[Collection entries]
○ ○ ○ ○

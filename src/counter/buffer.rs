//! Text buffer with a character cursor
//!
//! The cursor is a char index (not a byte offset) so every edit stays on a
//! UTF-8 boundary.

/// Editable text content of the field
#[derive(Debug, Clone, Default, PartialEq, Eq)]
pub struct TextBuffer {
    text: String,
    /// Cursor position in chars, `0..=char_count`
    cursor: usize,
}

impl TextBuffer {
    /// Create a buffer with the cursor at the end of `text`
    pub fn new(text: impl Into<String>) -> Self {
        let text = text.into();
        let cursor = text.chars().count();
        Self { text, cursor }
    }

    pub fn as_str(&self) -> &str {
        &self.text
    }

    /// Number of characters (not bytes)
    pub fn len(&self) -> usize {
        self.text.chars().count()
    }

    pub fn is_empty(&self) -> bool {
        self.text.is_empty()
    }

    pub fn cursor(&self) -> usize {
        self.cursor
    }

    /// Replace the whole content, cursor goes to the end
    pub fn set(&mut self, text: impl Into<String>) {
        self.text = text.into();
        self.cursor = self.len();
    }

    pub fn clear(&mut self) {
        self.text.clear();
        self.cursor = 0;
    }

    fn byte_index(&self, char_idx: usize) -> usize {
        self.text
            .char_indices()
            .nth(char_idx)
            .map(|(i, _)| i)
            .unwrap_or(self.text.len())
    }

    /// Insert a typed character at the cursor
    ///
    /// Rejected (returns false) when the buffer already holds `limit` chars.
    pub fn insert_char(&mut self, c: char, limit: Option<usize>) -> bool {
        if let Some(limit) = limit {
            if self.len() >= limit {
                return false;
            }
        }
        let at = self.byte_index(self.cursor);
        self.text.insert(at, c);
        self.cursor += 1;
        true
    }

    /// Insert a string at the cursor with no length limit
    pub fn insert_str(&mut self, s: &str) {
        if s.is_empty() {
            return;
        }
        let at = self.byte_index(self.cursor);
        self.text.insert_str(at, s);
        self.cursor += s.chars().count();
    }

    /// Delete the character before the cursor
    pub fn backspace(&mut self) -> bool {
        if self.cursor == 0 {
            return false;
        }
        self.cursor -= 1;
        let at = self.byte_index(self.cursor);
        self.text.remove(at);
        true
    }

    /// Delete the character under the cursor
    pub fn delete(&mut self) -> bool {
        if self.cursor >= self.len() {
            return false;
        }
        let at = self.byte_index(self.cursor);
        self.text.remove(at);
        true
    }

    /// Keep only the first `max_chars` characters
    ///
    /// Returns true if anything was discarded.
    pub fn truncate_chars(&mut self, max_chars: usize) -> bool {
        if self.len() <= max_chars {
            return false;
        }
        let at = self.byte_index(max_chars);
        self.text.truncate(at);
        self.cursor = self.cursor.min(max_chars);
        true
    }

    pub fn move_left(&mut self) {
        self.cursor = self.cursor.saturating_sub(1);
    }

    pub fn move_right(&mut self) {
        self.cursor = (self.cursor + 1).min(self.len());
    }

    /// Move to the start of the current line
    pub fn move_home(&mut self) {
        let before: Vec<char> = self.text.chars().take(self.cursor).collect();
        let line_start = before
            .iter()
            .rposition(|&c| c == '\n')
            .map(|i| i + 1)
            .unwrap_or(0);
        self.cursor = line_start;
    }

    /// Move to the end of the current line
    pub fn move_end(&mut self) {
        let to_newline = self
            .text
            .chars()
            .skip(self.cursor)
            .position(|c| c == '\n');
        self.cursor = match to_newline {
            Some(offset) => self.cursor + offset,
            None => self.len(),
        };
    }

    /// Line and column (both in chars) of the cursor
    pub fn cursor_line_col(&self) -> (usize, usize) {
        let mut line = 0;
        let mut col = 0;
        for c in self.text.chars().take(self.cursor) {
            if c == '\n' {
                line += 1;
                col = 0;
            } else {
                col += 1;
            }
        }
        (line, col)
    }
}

○ ○ ○ ○

Please return exactly the lines from the opening line of the data above through the line with "pub fn is_empty(&self)", both included and nothing else.

__ANSWER SPACE__:
filename src/counter/buffer.rs
//! Text buffer with a character cursor
//!
//! The cursor is a char index (not a byte offset) so every edit stays on a
//! UTF-8 boundary.

/// Editable text content of the field
#[derive(Debug, Clone, Default, PartialEq, Eq)]
pub struct TextBuffer {
    text: String,
    /// Cursor position in chars, `0..=char_count`
    cursor: usize,
}

impl TextBuffer {
    /// Create a buffer with the cursor at the end of `text`
    pub fn new(text: impl Into<String>) -> Self {
        let text = text.into();
        let cursor = text.chars().count();
        Self { text, cursor }
    }

    pub fn as_str(&self) -> &str {
        &self.text
    }

    /// Number of characters (not bytes)
    pub fn len(&self) -> usize {
        self.text.chars().count()
    }

    pub fn is_empty(&self) -> bool {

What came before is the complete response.